[EXERCISE MATERIALS]

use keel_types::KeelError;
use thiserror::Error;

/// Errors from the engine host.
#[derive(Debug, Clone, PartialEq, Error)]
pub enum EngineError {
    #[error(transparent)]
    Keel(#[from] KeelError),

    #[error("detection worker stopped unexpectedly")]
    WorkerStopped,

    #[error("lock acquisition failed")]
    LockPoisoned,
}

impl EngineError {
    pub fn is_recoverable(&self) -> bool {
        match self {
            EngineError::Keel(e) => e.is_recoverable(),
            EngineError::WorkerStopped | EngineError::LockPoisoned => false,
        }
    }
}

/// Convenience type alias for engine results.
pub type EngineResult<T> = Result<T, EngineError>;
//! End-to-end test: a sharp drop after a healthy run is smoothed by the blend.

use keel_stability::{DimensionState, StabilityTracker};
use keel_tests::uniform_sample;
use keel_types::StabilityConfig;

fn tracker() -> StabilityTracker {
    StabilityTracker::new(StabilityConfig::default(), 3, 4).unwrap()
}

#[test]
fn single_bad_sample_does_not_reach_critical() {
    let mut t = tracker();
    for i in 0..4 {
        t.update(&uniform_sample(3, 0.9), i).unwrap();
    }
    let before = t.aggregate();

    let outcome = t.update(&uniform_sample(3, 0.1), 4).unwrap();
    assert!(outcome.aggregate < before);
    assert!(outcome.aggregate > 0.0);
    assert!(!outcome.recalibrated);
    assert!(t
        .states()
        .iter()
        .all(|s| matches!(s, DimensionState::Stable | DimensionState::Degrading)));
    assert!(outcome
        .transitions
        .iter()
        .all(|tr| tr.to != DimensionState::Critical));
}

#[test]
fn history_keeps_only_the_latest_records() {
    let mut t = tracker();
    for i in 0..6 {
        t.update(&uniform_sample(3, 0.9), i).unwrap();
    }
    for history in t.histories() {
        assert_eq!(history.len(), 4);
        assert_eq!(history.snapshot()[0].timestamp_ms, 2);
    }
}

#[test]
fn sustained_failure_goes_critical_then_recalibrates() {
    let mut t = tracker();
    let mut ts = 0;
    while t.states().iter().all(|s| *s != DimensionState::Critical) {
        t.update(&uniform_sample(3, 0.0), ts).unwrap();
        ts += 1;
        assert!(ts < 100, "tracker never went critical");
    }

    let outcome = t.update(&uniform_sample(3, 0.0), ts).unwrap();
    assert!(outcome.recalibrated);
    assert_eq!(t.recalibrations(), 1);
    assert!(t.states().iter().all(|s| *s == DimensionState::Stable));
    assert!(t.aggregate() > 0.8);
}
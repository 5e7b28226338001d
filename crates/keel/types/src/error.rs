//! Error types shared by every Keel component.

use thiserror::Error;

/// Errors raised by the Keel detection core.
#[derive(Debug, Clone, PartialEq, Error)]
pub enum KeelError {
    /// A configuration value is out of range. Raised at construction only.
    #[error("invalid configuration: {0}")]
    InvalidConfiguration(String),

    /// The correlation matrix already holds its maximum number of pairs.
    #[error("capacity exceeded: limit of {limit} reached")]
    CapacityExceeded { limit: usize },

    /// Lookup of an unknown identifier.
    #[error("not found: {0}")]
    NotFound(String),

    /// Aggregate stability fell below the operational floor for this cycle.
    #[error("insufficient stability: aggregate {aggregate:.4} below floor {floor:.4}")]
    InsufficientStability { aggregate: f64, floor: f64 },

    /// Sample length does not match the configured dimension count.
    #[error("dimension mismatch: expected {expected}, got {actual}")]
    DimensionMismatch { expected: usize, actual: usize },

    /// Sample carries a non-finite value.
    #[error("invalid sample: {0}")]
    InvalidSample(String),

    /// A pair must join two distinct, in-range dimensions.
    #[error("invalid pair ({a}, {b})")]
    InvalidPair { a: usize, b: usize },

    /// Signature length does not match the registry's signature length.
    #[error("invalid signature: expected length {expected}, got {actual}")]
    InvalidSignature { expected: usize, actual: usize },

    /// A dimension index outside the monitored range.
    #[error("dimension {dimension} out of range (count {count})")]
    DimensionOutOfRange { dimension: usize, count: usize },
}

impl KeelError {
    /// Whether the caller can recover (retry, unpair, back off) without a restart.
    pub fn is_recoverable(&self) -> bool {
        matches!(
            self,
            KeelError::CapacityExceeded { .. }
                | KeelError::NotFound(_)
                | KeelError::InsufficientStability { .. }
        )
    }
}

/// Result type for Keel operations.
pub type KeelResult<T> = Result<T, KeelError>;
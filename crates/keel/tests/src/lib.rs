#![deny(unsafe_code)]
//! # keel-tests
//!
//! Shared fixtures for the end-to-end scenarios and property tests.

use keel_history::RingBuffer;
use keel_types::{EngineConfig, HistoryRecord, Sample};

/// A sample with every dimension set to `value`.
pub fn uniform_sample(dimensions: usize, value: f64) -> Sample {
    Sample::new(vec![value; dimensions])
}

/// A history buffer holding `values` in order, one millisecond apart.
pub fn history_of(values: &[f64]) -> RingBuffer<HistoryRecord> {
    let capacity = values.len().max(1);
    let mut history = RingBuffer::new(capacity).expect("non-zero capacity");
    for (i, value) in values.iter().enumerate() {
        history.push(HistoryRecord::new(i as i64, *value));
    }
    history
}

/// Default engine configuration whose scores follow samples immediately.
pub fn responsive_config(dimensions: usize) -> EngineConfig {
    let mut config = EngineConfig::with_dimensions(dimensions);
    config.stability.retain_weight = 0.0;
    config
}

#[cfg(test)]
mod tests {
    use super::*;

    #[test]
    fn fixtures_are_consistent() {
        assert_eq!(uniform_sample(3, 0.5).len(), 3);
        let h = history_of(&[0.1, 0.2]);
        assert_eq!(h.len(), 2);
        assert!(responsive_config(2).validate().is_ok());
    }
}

[/EXERCISE MATERIALS]

### GOAL OF THE EXERCISE
Would you please write out all the entries exactly?

### RESPONSE FOR THIS EXERCISE
use keel_types::KeelError;
use thiserror::Error;

/// Errors from the engine host.
#[derive(Debug, Clone, PartialEq, Error)]
pub enum EngineError {
    #[error(transparent)]
    Keel(#[from] KeelError),

    #[error("detection worker stopped unexpectedly")]
    WorkerStopped,

    #[error("lock acquisition failed")]
    LockPoisoned,
}

impl EngineError {
    pub fn is_recoverable(&self) -> bool {
        match self {
            EngineError::Keel(e) => e.is_recoverable(),
            EngineError::WorkerStopped | EngineError::LockPoisoned => false,
        }
    }
}

/// Convenience type alias for engine results.
pub type EngineResult<T> = Result<T, EngineError>;
//! End-to-end test: a sharp drop after a healthy run is smoothed by the blend.

use keel_stability::{DimensionState, StabilityTracker};
use keel_tests::uniform_sample;
use keel_types::StabilityConfig;

fn tracker() -> StabilityTracker {
    StabilityTracker::new(StabilityConfig::default(), 3, 4).unwrap()
}

#[test]
fn single_bad_sample_does_not_reach_critical() {
    let mut t = tracker();
    for i in 0..4 {
        t.update(&uniform_sample(3, 0.9), i).unwrap();
    }
    let before = t.aggregate();

    let outcome = t.update(&uniform_sample(3, 0.1), 4).unwrap();
    assert!(outcome.aggregate < before);
    assert!(outcome.aggregate > 0.0);
    assert!(!outcome.recalibrated);
    assert!(t
        .states()
        .iter()
        .all(|s| matches!(s, DimensionState::Stable | DimensionState::Degrading)));
    assert!(outcome
        .transitions
        .iter()
        .all(|tr| tr.to != DimensionState::Critical));
}

#[test]
fn history_keeps_only_the_latest_records() {
    let mut t = tracker();
    for i in 0..6 {
        t.update(&uniform_sample(3, 0.9), i).unwrap();
    }
    for history in t.histories() {
        assert_eq!(history.len(), 4);
        assert_eq!(history.snapshot()[0].timestamp_ms, 2);
    }
}

#[test]
fn sustained_failure_goes_critical_then_recalibrates() {
    let mut t = tracker();
    let mut ts = 0;
    while t.states().iter().all(|s| *s != DimensionState::Critical) {
        t.update(&uniform_sample(3, 0.0), ts).unwrap();
        ts += 1;
        assert!(ts < 100, "tracker never went critical");
    }

    let outcome = t.update(&uniform_sample(3, 0.0), ts).unwrap();
    assert!(outcome.recalibrated);
    assert_eq!(t.recalibrations(), 1);
    assert!(t.states().iter().all(|s| *s == DimensionState::Stable));
    assert!(t.aggregate() > 0.8);
}
repository 5e7b28226338001d
filename crates/keel/types/src/error.rs
//! Error types shared by every Keel component.

use thiserror::Error;

/// Errors raised by the Keel detection core.
#[derive(Debug, Clone, PartialEq, Error)]
pub enum KeelError {
    /// A configuration value is out of range. Raised at construction only.
    #[error("invalid configuration: {0}")]
    InvalidConfiguration(String),

    /// The correlation matrix already holds its maximum number of pairs.
    #[error("capacity exceeded: limit of {limit} reached")]
    CapacityExceeded { limit: usize },

    /// Lookup of an unknown identifier.
    #[error("not found: {0}")]
    NotFound(String),

    /// Aggregate stability fell below the operational floor for this cycle.
    #[error("insufficient stability: aggregate {aggregate:.4} below floor {floor:.4}")]
    InsufficientStability { aggregate: f64, floor: f64 },

    /// Sample length does not match the configured dimension count.
    #[error("dimension mismatch: expected {expected}, got {actual}")]
    DimensionMismatch { expected: usize, actual: usize },

    /// Sample carries a non-finite value.
    #[error("invalid sample: {0}")]
    InvalidSample(String),

    /// A pair must join two distinct, in-range dimensions.
    #[error("invalid pair ({a}, {b})")]
    InvalidPair { a: usize, b: usize },

    /// Signature length does not match the registry's signature length.
    #[error("invalid signature: expected length {expected}, got {actual}")]
    InvalidSignature { expected: usize, actual: usize },

    /// A dimension index outside the monitored range.
    #[error("dimension {dimension} out of range (count {count})")]
    DimensionOutOfRange { dimension: usize, count: usize },
}

impl KeelError {
    /// Whether the caller can recover (retry, unpair, back off) without a restart.
    pub fn is_recoverable(&self) -> bool {
        matches!(
            self,
            KeelError::CapacityExceeded { .. }
                | KeelError::NotFound(_)
                | KeelError::InsufficientStability { .. }
        )
    }
}

/// Result type for Keel operations.
pub type KeelResult<T> = Result<T, KeelError>;
filename crates/keel/tests/src/lib.rs
#![deny(unsafe_code)]
//! # keel-tests
//!
//! Shared fixtures for the end-to-end scenarios and property tests.

use keel_history::RingBuffer;
use keel_types::{EngineConfig, HistoryRecord, Sample};

/// A sample with every dimension set to `value`.
pub fn uniform_sample(dimensions: usize, value: f64) -> Sample {
    Sample::new(vec![value; dimensions])
}

/// A history buffer holding `values` in order, one millisecond apart.
pub fn history_of(values: &[f64]) -> RingBuffer<HistoryRecord> {
    let capacity = values.len().max(1);
    let mut history = RingBuffer::new(capacity).expect("non-zero capacity");
    for (i, value) in values.iter().enumerate() {
        history.push(HistoryRecord::new(i as i64, *value));
    }
    history
}

/// Default engine configuration whose scores follow samples immediately.
pub fn responsive_config(dimensions: usize) -> EngineConfig {
    let mut config = EngineConfig::with_dimensions(dimensions);
    config.stability.retain_weight = 0.0;
    config
}

#[cfg(test)]
mod tests {
    use super::*;

    #[test]
    fn fixtures_are_consistent() {
        assert_eq!(uniform_sample(3, 0.5).len(), 3);
        let h = history_of(&[0.1, 0.2]);
        assert_eq!(h.len(), 2);
        assert!(responsive_config(2).validate().is_ok());
    }
}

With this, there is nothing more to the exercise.